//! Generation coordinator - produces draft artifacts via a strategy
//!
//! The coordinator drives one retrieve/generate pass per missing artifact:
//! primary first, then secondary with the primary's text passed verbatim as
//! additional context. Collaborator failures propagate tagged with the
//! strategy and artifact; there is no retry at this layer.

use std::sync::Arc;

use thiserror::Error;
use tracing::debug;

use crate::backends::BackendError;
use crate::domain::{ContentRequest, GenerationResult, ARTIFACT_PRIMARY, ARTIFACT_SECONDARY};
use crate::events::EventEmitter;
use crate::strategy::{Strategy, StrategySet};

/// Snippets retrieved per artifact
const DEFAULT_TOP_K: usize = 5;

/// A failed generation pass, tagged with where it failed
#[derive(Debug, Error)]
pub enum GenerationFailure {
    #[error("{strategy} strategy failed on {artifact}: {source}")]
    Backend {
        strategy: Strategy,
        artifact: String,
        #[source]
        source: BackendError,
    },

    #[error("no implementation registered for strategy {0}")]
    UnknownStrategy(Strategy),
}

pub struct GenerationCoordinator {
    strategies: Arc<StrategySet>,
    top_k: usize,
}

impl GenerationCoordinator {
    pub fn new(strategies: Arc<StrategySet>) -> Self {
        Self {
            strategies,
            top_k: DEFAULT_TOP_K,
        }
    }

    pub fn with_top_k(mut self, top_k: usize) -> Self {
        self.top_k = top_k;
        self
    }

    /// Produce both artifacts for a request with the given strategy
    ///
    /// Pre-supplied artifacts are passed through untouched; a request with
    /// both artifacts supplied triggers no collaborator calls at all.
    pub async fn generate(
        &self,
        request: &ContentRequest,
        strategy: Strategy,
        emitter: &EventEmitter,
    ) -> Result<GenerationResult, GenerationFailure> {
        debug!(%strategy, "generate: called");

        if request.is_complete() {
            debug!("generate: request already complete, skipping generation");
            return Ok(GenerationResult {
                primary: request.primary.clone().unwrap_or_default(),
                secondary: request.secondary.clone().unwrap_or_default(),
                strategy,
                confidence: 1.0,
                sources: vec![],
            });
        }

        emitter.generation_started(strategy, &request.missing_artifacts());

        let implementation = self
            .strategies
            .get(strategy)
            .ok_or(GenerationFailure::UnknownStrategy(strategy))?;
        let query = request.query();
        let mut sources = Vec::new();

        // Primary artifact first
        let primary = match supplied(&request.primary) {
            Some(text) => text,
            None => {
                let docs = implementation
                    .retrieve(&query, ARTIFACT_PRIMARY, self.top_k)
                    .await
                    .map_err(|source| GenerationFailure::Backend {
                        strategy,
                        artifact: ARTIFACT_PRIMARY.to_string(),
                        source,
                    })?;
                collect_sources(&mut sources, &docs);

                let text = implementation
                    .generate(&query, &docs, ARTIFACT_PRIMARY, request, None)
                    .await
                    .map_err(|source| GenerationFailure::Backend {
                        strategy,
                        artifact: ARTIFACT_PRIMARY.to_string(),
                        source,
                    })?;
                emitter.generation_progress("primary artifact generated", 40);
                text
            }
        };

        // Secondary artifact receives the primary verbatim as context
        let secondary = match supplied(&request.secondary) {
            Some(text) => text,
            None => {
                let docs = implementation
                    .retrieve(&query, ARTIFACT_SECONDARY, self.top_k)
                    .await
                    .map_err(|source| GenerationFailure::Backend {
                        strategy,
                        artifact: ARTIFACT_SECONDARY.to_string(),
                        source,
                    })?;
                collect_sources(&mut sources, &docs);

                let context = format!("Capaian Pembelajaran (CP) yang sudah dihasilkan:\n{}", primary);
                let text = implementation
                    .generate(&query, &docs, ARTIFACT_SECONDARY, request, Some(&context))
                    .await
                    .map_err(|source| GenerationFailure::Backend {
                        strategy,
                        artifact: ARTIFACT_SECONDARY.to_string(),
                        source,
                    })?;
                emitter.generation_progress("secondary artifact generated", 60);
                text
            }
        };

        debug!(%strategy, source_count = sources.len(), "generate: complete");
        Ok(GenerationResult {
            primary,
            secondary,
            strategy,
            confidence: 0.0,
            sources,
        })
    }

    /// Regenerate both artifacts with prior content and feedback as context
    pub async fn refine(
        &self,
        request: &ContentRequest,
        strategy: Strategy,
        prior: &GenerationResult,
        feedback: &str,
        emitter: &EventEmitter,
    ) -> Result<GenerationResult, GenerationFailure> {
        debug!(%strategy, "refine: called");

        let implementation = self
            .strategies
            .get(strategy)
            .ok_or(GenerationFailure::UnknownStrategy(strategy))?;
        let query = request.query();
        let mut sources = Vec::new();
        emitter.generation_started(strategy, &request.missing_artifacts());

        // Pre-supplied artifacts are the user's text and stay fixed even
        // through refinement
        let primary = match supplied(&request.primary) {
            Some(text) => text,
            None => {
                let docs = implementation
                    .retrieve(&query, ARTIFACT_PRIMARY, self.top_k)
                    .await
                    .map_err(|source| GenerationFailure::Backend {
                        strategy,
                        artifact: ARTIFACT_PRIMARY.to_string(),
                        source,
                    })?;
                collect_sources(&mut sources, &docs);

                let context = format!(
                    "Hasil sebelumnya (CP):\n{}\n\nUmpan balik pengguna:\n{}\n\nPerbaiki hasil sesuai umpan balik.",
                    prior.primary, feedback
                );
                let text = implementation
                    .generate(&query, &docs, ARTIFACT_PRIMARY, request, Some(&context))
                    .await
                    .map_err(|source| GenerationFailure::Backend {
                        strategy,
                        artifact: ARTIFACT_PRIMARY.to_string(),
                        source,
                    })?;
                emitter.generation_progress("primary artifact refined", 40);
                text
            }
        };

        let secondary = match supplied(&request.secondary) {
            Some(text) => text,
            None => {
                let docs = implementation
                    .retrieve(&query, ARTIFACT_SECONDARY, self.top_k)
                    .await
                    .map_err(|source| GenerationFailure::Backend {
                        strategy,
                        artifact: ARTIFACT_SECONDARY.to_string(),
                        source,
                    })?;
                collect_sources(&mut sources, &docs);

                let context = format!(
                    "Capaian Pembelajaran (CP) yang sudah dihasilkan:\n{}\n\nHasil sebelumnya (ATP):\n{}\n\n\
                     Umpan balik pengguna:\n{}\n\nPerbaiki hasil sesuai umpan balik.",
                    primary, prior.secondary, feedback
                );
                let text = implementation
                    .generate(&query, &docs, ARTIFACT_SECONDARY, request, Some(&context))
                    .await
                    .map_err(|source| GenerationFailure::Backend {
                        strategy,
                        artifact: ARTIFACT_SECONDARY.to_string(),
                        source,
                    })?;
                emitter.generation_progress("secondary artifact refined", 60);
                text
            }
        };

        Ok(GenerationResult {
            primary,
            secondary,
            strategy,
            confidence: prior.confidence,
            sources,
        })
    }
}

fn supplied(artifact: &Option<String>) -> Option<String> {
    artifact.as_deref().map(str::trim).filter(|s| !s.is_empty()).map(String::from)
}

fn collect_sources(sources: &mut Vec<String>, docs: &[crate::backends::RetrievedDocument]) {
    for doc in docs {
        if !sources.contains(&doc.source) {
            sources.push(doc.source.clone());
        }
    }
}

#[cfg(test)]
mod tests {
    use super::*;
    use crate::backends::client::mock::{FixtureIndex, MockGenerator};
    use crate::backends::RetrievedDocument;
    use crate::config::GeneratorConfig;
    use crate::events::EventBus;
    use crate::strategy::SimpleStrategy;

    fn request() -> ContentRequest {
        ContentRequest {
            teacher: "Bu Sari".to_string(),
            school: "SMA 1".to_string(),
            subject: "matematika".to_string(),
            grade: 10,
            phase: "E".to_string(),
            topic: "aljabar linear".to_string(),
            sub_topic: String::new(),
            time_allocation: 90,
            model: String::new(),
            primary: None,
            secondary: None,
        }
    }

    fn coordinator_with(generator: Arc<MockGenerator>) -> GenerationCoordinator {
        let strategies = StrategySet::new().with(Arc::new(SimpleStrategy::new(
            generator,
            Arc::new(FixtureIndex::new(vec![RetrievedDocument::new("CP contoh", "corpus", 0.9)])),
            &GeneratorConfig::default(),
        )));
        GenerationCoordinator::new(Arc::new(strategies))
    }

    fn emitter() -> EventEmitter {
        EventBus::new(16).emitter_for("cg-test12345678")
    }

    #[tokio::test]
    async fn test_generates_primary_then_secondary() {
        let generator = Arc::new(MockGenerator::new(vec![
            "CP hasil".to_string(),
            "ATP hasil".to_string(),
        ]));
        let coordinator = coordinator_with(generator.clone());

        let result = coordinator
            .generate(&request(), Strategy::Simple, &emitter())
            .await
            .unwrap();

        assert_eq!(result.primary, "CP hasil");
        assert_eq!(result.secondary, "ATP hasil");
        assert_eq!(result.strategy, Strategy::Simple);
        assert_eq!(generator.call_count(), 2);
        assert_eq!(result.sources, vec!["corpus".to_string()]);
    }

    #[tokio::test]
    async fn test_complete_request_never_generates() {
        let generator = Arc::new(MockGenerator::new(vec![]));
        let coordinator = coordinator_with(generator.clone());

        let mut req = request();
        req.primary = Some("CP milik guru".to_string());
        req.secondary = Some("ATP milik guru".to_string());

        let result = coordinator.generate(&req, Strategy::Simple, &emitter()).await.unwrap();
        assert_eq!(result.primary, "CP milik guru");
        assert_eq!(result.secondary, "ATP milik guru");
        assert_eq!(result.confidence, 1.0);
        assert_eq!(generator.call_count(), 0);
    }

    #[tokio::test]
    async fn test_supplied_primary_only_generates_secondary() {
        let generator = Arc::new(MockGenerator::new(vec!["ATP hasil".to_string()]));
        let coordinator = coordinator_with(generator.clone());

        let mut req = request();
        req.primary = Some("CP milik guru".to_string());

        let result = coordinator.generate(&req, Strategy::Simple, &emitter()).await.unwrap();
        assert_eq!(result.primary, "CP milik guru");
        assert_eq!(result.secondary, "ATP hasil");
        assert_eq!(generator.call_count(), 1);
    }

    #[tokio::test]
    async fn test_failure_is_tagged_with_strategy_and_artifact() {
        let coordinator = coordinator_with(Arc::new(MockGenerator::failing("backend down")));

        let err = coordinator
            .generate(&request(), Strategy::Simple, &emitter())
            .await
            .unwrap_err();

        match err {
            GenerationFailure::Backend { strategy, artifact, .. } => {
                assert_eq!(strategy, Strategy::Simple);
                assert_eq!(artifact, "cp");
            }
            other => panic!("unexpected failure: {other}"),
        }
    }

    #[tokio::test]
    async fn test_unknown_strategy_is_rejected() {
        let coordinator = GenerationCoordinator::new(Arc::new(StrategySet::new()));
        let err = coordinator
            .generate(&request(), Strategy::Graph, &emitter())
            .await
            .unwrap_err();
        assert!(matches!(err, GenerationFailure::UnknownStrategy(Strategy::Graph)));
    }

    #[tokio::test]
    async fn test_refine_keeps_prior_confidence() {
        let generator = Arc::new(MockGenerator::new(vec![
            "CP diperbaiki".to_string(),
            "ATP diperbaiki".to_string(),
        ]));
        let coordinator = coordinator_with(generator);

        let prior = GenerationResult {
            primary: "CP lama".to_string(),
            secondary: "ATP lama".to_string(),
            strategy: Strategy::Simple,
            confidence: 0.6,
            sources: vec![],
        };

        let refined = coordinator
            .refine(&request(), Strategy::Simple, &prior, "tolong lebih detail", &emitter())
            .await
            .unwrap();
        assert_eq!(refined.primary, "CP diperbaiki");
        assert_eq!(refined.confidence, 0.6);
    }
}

--- --- ---

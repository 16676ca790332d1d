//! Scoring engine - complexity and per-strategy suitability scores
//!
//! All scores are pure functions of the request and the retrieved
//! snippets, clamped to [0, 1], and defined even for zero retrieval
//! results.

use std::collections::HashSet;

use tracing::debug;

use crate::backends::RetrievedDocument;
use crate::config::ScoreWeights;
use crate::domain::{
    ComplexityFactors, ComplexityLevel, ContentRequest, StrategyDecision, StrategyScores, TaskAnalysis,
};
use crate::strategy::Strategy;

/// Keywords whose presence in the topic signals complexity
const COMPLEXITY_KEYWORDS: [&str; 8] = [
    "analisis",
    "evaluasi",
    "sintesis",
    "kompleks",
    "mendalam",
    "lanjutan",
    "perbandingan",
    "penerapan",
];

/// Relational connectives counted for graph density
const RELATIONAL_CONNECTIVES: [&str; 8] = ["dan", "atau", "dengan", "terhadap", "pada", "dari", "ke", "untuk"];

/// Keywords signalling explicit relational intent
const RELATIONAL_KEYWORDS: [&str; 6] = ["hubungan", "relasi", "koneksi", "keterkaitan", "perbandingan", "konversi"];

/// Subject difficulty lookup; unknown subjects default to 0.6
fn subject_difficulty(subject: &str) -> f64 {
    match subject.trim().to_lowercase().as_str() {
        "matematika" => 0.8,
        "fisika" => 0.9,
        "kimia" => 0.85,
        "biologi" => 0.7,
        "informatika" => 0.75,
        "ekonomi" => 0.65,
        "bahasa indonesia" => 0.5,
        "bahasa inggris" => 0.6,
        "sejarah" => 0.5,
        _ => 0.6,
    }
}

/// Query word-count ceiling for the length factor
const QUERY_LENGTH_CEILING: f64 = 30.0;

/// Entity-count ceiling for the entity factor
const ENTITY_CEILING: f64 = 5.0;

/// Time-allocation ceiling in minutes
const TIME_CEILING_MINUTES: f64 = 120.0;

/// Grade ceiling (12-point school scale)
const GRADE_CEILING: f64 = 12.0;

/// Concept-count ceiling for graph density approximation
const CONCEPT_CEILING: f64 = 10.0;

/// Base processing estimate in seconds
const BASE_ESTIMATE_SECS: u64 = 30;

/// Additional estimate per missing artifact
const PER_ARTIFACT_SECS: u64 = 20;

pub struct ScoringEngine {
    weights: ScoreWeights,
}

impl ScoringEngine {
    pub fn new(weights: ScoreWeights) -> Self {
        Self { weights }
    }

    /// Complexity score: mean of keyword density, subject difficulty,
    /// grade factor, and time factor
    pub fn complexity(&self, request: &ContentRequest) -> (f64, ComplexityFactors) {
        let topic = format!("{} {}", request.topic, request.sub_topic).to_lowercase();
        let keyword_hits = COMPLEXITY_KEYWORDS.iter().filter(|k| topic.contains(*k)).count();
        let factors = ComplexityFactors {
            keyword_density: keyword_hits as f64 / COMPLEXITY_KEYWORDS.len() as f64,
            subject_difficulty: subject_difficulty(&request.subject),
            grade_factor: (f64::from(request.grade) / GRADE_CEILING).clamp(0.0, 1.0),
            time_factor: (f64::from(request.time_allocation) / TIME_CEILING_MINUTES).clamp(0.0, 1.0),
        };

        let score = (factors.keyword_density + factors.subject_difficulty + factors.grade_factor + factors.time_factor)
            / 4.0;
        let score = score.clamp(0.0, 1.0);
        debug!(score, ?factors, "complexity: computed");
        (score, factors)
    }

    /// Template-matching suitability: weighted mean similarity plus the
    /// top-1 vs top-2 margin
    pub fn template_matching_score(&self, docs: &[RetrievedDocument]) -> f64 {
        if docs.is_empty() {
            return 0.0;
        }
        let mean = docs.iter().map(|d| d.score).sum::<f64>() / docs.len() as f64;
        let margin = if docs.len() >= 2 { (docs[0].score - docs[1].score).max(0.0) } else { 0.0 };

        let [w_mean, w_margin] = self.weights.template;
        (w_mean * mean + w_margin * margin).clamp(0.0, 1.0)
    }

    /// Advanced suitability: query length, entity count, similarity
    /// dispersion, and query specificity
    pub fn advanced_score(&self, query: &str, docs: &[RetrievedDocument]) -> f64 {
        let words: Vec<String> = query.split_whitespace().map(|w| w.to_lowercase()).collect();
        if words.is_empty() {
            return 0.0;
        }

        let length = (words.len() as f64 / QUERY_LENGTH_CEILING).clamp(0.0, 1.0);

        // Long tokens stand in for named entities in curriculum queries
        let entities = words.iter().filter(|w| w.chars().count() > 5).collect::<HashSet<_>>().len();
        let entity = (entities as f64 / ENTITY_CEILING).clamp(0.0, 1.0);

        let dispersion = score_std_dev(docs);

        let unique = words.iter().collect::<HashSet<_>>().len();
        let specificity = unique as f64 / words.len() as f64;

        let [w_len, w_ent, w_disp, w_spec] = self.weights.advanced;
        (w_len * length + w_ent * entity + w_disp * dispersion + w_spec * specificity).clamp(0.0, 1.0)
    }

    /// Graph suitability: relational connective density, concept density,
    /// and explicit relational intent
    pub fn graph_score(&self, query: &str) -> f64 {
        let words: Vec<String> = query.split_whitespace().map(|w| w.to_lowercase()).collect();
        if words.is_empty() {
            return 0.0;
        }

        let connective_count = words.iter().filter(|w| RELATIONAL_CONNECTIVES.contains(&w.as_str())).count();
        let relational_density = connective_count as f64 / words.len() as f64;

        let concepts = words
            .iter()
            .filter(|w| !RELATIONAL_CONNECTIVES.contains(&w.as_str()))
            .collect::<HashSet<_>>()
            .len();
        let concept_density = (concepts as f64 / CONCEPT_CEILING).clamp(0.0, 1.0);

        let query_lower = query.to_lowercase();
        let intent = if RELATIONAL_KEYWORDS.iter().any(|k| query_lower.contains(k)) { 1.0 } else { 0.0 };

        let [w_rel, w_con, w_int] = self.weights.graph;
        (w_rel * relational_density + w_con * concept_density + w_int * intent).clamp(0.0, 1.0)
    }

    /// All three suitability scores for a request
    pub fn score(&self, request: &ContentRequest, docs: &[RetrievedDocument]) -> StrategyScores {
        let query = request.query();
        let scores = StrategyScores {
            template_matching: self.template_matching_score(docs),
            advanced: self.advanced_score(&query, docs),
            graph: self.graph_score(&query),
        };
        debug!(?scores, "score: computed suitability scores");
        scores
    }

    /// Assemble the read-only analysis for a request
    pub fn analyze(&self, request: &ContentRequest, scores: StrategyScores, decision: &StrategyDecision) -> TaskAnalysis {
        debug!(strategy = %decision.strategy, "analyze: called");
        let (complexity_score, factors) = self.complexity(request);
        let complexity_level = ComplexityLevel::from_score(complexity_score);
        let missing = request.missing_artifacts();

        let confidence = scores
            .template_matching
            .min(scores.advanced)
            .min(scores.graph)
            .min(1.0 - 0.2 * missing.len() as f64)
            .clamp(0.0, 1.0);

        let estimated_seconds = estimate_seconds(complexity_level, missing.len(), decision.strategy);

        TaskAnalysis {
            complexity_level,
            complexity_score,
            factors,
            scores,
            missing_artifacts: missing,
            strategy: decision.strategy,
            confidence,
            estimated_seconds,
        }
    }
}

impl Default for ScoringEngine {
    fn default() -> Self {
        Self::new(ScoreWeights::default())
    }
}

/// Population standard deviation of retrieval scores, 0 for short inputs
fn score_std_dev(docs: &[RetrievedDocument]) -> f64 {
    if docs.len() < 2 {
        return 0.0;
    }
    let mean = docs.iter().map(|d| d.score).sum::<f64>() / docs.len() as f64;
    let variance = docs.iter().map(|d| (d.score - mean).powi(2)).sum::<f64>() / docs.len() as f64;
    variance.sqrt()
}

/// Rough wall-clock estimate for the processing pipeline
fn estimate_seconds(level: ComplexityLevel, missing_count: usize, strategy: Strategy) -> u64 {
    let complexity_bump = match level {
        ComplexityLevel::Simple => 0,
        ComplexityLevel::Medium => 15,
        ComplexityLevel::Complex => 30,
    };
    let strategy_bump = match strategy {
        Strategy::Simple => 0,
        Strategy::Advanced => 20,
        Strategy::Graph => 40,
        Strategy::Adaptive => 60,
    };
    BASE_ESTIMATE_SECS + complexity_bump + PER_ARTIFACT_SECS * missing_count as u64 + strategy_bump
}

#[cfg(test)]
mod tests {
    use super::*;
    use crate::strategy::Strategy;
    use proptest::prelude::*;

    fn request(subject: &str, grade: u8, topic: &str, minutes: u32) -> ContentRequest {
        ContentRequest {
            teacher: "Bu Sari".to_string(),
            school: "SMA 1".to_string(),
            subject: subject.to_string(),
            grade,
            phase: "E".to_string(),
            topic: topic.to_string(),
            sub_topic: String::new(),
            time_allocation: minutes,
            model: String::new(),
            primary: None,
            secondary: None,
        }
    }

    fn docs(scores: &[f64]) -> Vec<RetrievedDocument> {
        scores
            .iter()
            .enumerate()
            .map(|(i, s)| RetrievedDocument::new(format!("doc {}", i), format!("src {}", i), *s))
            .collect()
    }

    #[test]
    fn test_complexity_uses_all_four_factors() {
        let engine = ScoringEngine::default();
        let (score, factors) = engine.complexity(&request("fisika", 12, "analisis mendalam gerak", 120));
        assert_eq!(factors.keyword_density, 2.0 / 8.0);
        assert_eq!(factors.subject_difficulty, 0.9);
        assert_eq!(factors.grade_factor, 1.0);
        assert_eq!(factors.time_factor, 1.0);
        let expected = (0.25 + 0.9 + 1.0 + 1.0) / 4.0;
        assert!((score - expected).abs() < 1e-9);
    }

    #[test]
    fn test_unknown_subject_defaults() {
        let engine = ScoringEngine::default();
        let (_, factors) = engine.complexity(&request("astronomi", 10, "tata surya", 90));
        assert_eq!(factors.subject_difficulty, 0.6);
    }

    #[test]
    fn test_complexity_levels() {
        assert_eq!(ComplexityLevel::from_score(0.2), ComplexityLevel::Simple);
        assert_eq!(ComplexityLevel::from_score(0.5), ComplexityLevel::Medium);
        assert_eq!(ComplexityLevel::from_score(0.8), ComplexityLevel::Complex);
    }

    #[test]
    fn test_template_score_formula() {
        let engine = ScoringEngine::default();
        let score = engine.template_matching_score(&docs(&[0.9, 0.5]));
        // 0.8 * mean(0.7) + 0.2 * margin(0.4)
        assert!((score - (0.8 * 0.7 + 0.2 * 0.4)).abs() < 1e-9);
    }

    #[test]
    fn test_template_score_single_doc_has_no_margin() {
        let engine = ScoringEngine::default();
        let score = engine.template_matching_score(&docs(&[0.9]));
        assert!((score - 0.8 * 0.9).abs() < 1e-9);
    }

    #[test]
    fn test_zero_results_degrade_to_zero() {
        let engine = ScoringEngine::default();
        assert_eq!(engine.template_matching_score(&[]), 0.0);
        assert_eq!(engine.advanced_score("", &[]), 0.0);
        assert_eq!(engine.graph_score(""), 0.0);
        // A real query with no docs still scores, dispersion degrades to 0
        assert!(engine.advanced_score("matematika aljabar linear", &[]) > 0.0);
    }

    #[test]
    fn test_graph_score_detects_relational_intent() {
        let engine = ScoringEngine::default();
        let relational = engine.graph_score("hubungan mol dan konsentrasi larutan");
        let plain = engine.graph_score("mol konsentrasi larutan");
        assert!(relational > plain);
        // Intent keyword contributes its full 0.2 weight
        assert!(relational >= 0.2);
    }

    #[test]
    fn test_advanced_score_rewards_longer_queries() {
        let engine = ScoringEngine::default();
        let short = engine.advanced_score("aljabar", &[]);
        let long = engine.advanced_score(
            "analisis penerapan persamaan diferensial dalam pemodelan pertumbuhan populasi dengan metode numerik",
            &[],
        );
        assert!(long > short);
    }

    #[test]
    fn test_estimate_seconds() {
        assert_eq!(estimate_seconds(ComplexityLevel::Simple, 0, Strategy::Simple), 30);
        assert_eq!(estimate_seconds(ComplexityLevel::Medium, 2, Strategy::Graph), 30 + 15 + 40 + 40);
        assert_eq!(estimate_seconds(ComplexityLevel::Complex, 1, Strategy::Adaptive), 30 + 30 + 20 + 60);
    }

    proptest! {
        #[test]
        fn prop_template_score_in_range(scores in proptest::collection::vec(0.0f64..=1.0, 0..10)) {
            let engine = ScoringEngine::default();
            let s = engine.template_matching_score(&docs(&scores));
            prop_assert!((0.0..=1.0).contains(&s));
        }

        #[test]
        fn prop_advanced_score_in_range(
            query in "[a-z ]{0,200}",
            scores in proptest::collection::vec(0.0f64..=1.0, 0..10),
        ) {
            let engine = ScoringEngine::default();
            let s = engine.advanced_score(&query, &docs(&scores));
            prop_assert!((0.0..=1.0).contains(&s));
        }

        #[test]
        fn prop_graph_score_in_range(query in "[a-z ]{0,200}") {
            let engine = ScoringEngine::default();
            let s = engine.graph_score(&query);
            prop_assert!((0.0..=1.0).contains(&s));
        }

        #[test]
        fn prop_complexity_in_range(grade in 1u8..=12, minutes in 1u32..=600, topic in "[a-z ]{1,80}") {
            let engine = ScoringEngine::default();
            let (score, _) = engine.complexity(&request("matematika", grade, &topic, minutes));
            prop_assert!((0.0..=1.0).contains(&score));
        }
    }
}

--- --- ---

• _Task directions_
When a line of the entries contains the word "passed", it counts toward the total; reply with that total alone.

• _Task response_
2